Fiscalizem, sejam duros, confinem, façam o que for preciso para travar este vírus, mas façam-no de igual modo para todos, desde o cidadão que vai passear o periquito como desculpa para sair à rua, ao político que pensa que está acima da lei e organiza comícios ridículos e sem sentido apenas porque lhe é permitido.

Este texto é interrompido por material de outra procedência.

//! # System Notification Protocol
//!
//! A system is an external observer registered with the store. It declares
//! interest in component kinds, reacts to entity teardown, and drives its
//! own per-tick logic over the store's typed views.
//!
//! Detachment is automatic: `cleanup` fires from inside `World::sync`,
//! once per interested system per entity per kind the entity still
//! carries, strictly before that kind's component is deallocated.
//! Attachment is manual: after composing an entity, the call site offers
//! it to the registered systems via `World::attach_to_systems`. The
//! asymmetry is deliberate and part of the protocol.

use super::component::Kind;
use super::entity::Entity;
use super::world::World;

/// An observer over the store's entities, driven by kind interest.
pub trait System {
    /// Stable system name, used in logs.
    fn name(&self) -> &'static str;

    /// Pure interest predicate over a kind index.
    fn interested_in(&self, kind: Kind) -> bool;

    /// Offered a freshly composed entity. Only invoked through
    /// `World::attach_to_systems` — never automatically on attach.
    fn setup(&mut self, _world: &World, _entity: &Entity) {}

    /// Invoked from `World::sync` while a torn-down entity's components
    /// are still live, once per carried kind this system is interested in.
    /// Must not expect removals it enqueues here to be processed within
    /// the same sync pass.
    fn cleanup(&mut self, _world: &World, _entity: &Entity) {}

    /// Per-tick update over the store. `dt` is the externally driven
    /// delta time in seconds.
    fn update(&mut self, world: &mut World, dt: f32);
}
impl World {
    /// Creates a store over the registered kinds with the default
    /// capacity of [`MAX_SLOTS`] slots per storage.
    #[must_use]
    pub fn new(registry: KindRegistry) -> Self {
        Self::with_capacity(registry, MAX_SLOTS)
    }

    /// Creates a store with an explicit per-storage slot capacity.
    ///
    /// All backing memory is reserved here; nothing grows afterwards.
    ///
    /// # Panics
    ///
    /// Panics if `capacity` is outside `2..=MAX_SLOTS`.
    #[must_use]
    pub fn with_capacity(registry: KindRegistry, capacity: usize) -> Self {
        let entities: PackedStorage<Entity> = PackedStorage::with_capacity(capacity);
        debug!(
            kib = entities.reserved_bytes() / 1024,
            "reserving entity storage"
        );

        let mut components = Vec::with_capacity(registry.len());
        for info in registry.iter() {
            let store = info.new_store(capacity);
            debug!(
                kind = info.name(),
                kib = store.reserved_bytes() / 1024,
                "reserving component storage"
            );
            components.push(store);
        }
        let dead_components = registry.iter().map(|_| Vec::new()).collect();

        Self {
            registry,
            entities,
            components,
            systems: Vec::new(),
            dead_entities: Vec::new(),
            dead_components,
        }
    }

    /// The kind registry this store was built over.
    #[inline]
    #[must_use]
    pub fn registry(&self) -> &KindRegistry {
        &self.registry
    }

    /// Per-storage slot capacity, sentinel included.
    #[inline]
    #[must_use]
    pub fn capacity(&self) -> usize {
        self.entities.capacity()
    }

    /// Number of live entities.
    #[inline]
    #[must_use]
    pub fn entity_count(&self) -> usize {
        self.entities.len()
    }

    // =========================================================================
    // Entity lifecycle
    // =========================================================================

    /// Creates a new entity immediately and returns its identifier.
    ///
    /// # Panics
    ///
    /// Panics only on capacity exhaustion.
    pub fn create(&mut self) -> Ident {
        self.entities.add(Entity::default())
    }

    /// Queues an entity for removal.
    ///
    /// The entity and its components stay fully live until the next
    /// [`sync`](Self::sync). Dead or invalid identifiers are ignored.
    pub fn remove(&mut self, id: Ident) {
        if self.has(id) {
            self.dead_entities.push(id);
        }
    }

    /// Checks whether `id` names a live entity. The sentinel identifier
    /// is never live at this level.
    #[inline]
    #[must_use]
    pub fn has(&self, id: Ident) -> bool {
        id.is_valid() && self.entities.has(id)
    }

    /// Returns the entity record for `id`, or the sentinel entity when
    /// `id` is dead, stale, or invalid.
    ///
    /// Do not retain the reference across mutations; records relocate.
    #[must_use]
    pub fn entity(&self, id: Ident) -> &Entity {
        if self.entities.has(id) {
            self.entities.lookup(id)
        } else {
            self.entities.sentinel()
        }
    }

    /// Iterates all live entities.
    pub fn entities(&self) -> impl Iterator<Item = &Entity> {
        self.entities.iter()
    }

    // =========================================================================
    // Component operations
    // =========================================================================

    /// Attaches a component to an entity, returning the stored instance.
    ///
    /// If the entity already carries the kind, the existing instance's
    /// payload is overwritten in place — identifier and owner stamp are
    /// preserved, so re-adding is idempotent with respect to identity.
    /// Attaching to a dead entity degrades to the kind's sentinel instance
    /// and stores nothing.
    ///
    /// The returned reference is valid until the next store mutation.
    pub fn attach<C: Component>(&mut self, entity: Ident, value: C) -> &mut C {
        if !self.has(entity) {
            return typed_mut::<C>(&mut self.components).sentinel_mut();
        }
        let kind = C::KIND;
        if self.entities.lookup(entity).has_kind(kind) {
            let component = self.entities.lookup(entity).component_id(kind);
            let slot = typed_mut::<C>(&mut self.components).lookup_mut(component);
            let id = slot.id();
            let owner = slot.owner();
            *slot = value;
            slot.bind_id(id);
            slot.bind_owner(owner);
            slot
        } else {
            let mut value = value;
            value.bind_owner(entity);
            let component = typed_mut::<C>(&mut self.components).add(value);
            self.entities.lookup_mut(entity).set_kind(kind, component);
            typed_mut::<C>(&mut self.components).lookup_mut(component)
        }
    }

    /// Returns the entity's component of kind `C`, or the kind's sentinel
    /// instance (identifier 0) when absent.
    ///
    /// Never fails; gate on [`has_component`](Self::has_component) when
    /// absence matters.
    #[must_use]
    pub fn component<C: Component>(&self, entity: Ident) -> &C {
        let record = self.entity(entity);
        let store = typed::<C>(&self.components);
        if record.has_kind(C::KIND) {
            store.lookup(record.component_id(C::KIND))
        } else {
            store.sentinel()
        }
    }

    /// Mutable variant of [`component`](Self::component). Writes through a
    /// sentinel fallback land on the sentinel instance and are visible to
    /// every later fallback read — a documented hazard of the silent
    /// degrade, not an error.
    pub fn component_mut<C: Component>(&mut self, entity: Ident) -> &mut C {
        let record = self.entity(entity);
        let component = if record.has_kind(C::KIND) {
            Some(record.component_id(C::KIND))
        } else {
            None
        };
        let store = typed_mut::<C>(&mut self.components);
        match component {
            Some(id) => store.lookup_mut(id),
            None => store.sentinel_mut(),
        }
    }

    /// O(1) presence check for kind `C` on an entity.
    #[must_use]
    pub fn has_component<C: Component>(&self, entity: Ident) -> bool {
        self.entity(entity).has_kind(C::KIND)
    }

    /// Queues the entity's component of kind `C` for removal.
    ///
    /// No visible effect until [`sync`](Self::sync): presence and payload
    /// stay readable, and a re-attach before the sync overwrites the
    /// still-live instance (the removal still occurs).
    pub fn detach<C: Component>(&mut self, entity: Ident) {
        self.detach_kind(C::KIND, entity);
    }

    /// Removes the entity's component of kind `C` within this call.
    ///
    /// This is the entity-teardown path; deferred [`detach`](Self::detach)
    /// is the default for everything else.
    pub fn detach_now<C: Component>(&mut self, entity: Ident) {
        self.detach_kind_now(C::KIND, entity);
    }

    /// Queues every component the entity carries for removal, in registry
    /// order.
    pub fn detach_all(&mut self, entity: Ident) {
        for index in 0..self.registry.len() {
            self.detach_kind(Kind::new(index as u8), entity);
        }
    }

    /// Immediately removes every component the entity carries, in registry
    /// order.
    pub fn detach_all_now(&mut self, entity: Ident) {
        for index in 0..self.registry.len() {
            self.detach_kind_now(Kind::new(index as u8), entity);
        }
    }

    fn detach_kind(&mut self, kind: Kind, entity: Ident) {
        if !self.has(entity) {
            return;
        }
        let record = self.entities.lookup(entity);
        if record.has_kind(kind) {
            let component = record.component_id(kind);
            self.dead_components[kind.index()].push(component);
        }
    }

    fn detach_kind_now(&mut self, kind: Kind, entity: Ident) {
        if !self.has(entity) {
            return;
        }
        let record = self.entities.lookup_mut(entity);
        if !record.has_kind(kind) {
            return;
        }
        let component = record.component_id(kind);
        record.clear_kind(kind);
        self.components[kind.index()].release(component);
    }

    /// Iterates all live components of kind `C`.
    pub fn components<C: Component>(&self) -> impl Iterator<Item = &C> {
        typed::<C>(&self.components).iter()
    }

    /// Mutable iteration over all live components of kind `C`.
    pub fn components_mut<C: Component>(&mut self) -> impl Iterator<Item = &mut C> {
        typed_mut::<C>(&mut self.components).iter_mut()
    }

    // =========================================================================
    // Systems
    // =========================================================================

    /// Registers a system. Systems are notified and ticked in
    /// registration order.
    pub fn add_system(&mut self, system: Box<dyn System>) {
        self.systems.push(system);
    }

    /// Offers a composed entity to every registered system whose interest
    /// matches one of its carried kinds.
    ///
    /// Attachment is caller choreography: invoke this after the entity's
    /// initial components are in place. Detachment, by contrast, is
    /// automatic via [`sync`](Self::sync).
    pub fn attach_to_systems(&mut self, entity: Ident) {
        if !self.has(entity) {
            return;
        }
        let mut systems = mem::take(&mut self.systems);
        for system in &mut systems {
            let record = self.entities.lookup(entity);
            let interested = self
                .registry
                .kinds()
                .any(|kind| record.has_kind(kind) && system.interested_in(kind));
            if interested {
                system.setup(&*self, record);
            }
        }
        self.systems = systems;
    }

    /// Runs every system's per-tick update, in registration order.
    ///
    /// No visibility guarantee is given between systems within one pass;
    /// each reads and writes the store independently.
    pub fn update(&mut self, dt: f32) {
        let mut systems = mem::take(&mut self.systems);
        for system in &mut systems {
            system.update(self, dt);
        }
        // A system may have registered further systems during its tick;
        // they run from the next pass onwards.
        let added = mem::take(&mut self.systems);
        self.systems = systems;
        self.systems.extend(added);
    }

    // =========================================================================
    // Sync
    // =========================================================================

    /// Drains the removal queues. The sole point where queued removals
    /// take effect, in three ordered phases:
    ///
    /// 1. Each still-live queued entity: interested systems receive
    ///    `cleanup` once per carried interested kind while everything is
    ///    still live, then the entity's components are removed
    ///    immediately, its record cleared, and its slot released.
    /// 2. Each kind's component queue is flushed in registry order:
    ///    still-live queued components clear their owner's presence flag
    ///    and release their slot.
    /// 3. All queues end the call empty.
    ///
    /// Only one generation of queued work is drained per call; removals
    /// queued during the pass wait for the next one.
    pub fn sync(&mut self) {
        // Phase 1: queued entities.
        let queued = mem::take(&mut self.dead_entities);
        let mut systems = mem::take(&mut self.systems);
        let mut entities_dropped = 0_usize;
        for id in queued {
            if !self.has(id) {
                continue;
            }
            for system in &mut systems {
                for kind in self.registry.kinds() {
                    let record = self.entities.lookup(id);
                    if record.has_kind(kind) && system.interested_in(kind) {
                        system.cleanup(&*self, record);
                    }
                }
            }
            self.detach_all_now(id);
            self.entities.lookup_mut(id).clear();
            self.entities.remove(id);
            entities_dropped += 1;
        }
        self.systems = systems;

        // Phase 2: queued components, registry order.
        let mut components_dropped = 0_usize;
        for index in 0..self.registry.len() {
            let queue = mem::take(&mut self.dead_components[index]);
            for component in queue {
                if !self.components[index].has(component) {
                    continue;
                }
                let owner = self.components[index].owner_of(component);
                if self.has(owner) {
                    let kind = Kind::new(index as u8);
                    let record = self.entities.lookup_mut(owner);
                    if record.component_id(kind) == component {
                        record.clear_kind(kind);
                    }
                }
                self.components[index].release(component);
                components_dropped += 1;
            }
        }

        trace!(
            entities = entities_dropped,
            components = components_dropped,
            "sync drained removal queues"
        );
    }

    // =========================================================================
    // Diagnostics
    // =========================================================================

    /// Renders per-kind live counts and reserved storage sizes. A text
    /// log for humans, not a contract surface.
    #[must_use]
    pub fn debug_report(&self) -> String {
        let mut out = String::new();
        let _ = writeln!(out, "entity store");
        let _ = writeln!(out, "------------------------");
        let _ = writeln!(
            out,
            "{} entities ({} KiB)",
            self.entities.len(),
            self.entities.reserved_bytes() / 1024
        );
        for info in self.registry.iter() {
            let store = &self.components[info.kind().index()];
            let _ = writeln!(
                out,
                "#{}: {} ({} KiB)",
                info.name(),
                store.len(),
                store.reserved_bytes() / 1024
            );
        }
        let _ = writeln!(out, "------------------------");
        out
    }

    /// Renders an entity and each component it carries, one debug line
    /// per kind in registry order.
    #[must_use]
    pub fn describe(&self, entity: Ident) -> String {
        let record = self.entity(entity);
        let mut out = format!("entity {{id: {}}}\n", record.id());
        for info in self.registry.iter() {
            if !record.has_kind(info.kind()) {
                continue;
            }
            let store = &self.components[info.kind().index()];
            if let Some(line) = store.describe(record.component_id(info.kind())) {
                let _ = writeln!(out, "- {line}");
            }
        }
        out
    }
}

Fiscalizem, sejam duros, confinem, façam o que for preciso para travar este vírus, mas façam-no de igual modo para todos, desde o cidadão que vai passear o periquito como desculpa para sair à rua, ao político que pensa que está acima da lei e organiza comícios ridículos e sem sentido apenas porque lhe é permitido. Não estejam sempre a castigar aquele que já está no chão, pisado e quase sem capacidade para respirar. Não deixa de ser irónico, um sector que vivia de proporcionar diversão a todos, seja o que menos vontade tem de sorrir actualmente, mas a vida é feita de injustiças, a isso estamos habituados. Ao que não estamos habituados é a sermos ostracizados e discriminados de uma maneira inaceitável e inexplicável. Pensava que já tínhamos passado essa fase há uns bons anos atrás. Só queremos trabalhar, dentro dos moldes que forem seguros para nós e para os nossos clientes, estamos dispostos a tudo, como aliás temos feito no pouco tempo que nos é permitido fazê-lo. Digam-nos, por favor, um sector que tenha investido tanto na segurança, que seja tão profissional na abordagem à pandemia e a todos os cuidados que se devem ter com o seu controle. Preocuparem-se com os cafés, pastelarias e outros é obviamente de louvar, manter-nos fechados e fazerem-nos passar pela humilhação de apenas podermos trabalhar se alterarmos um CAE soa a escárnio. Somos profissionais qualificados, dos melhores do mundo, ganhamos prémios internacionais, e até disfarçados temos que estar para podermos trabalhar? Assim já não faz mal?
Que País é este que despreza o que de tão bom tem apenas porque não tem a quem culpar relativamente a uma situação da qual ninguém tem culpa? Estamos aqui, queremos trabalhar, a horas decentes para o nosso sector, estamos dispostos a tudo, olhem para nós e digam-nos como querem que o façamos mas não deixem a Indústria Nocturna morrer, porque se continuar assim é o que vai acontecer.
À hora que escrevo esta crónica preparo-me para viajar mais de 200 quilómetros, não para trabalhar, como tantas vezes fiz, mas para me ir juntar aos meus colegas para juntos lutarmos pelos nossos direitos, algo que pensava que nunca mais iríamos ter que fazer após o 25 Abril. Apesar de tudo irei com todo o gosto e mais forte que nunca, porque apesar de tudo, tal como esses mesmos colegas, sou Português, daqueles a sério, que lutam, trabalham e olham uns pelos outros porque isso nunca ninguém nos vai tirar, até porque enquanto não nos derem ouvidos, estaremos aqui para vos dar luta.